- [PROBLEM TO SOLVE]: Give again, word for word, every line below from the one that has "use crate::pricing::PricingError;" through the one that has "pub struct ValidationError", both included, and no others.

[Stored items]
|---|
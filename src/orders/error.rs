use std::collections::BTreeSet;

use crate::checkout::GatewayError;
use crate::orders::OrderField;
use crate::pricing::PricingError;

/// Every missing or invalid field found in one payload
#[derive(Debug, Clone, PartialEq, Eq, thiserror::Error)]
#[error("Missing or invalid field(s): {}", join_field_names(.fields))]
pub struct ValidationError {
    fields: BTreeSet<OrderField>,
}

impl ValidationError {
    pub fn new(fields: BTreeSet<OrderField>) -> Self {
        Self { fields }
    }

    pub fn field_names(&self) -> Vec<&'static str> {
        self.fields.iter().map(OrderField::as_str).collect()
    }
}

fn join_field_names(fields: &BTreeSet<OrderField>) -> String {
    fields
        .iter()
        .map(OrderField::as_str)
        .collect::<Vec<_>>()
        .join(", ")
}

/// Error types for quote and checkout operations
#[derive(Debug, thiserror::Error)]
pub enum OrderError {
    #[error(transparent)]
    Validation(#[from] ValidationError),

    #[error(transparent)]
    Pricing(#[from] PricingError),

    #[error("Client {field} of {client_cents} cents does not match quoted {quoted_cents} cents")]
    PriceMismatch {
        field: OrderField,
        client_cents: i64,
        quoted_cents: i64,
    },

    #[error("Configuration error: {0}")]
    Configuration(String),

    #[error("Checkout gateway error: {0}")]
    Upstream(#[from] GatewayError),
}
|---|
- [EXPECTED ANSWER]:
use crate::pricing::PricingError;

/// Every missing or invalid field found in one payload
#[derive(Debug, Clone, PartialEq, Eq, thiserror::Error)]
#[error("Missing or invalid field(s): {}", join_field_names(.fields))]
pub struct ValidationError {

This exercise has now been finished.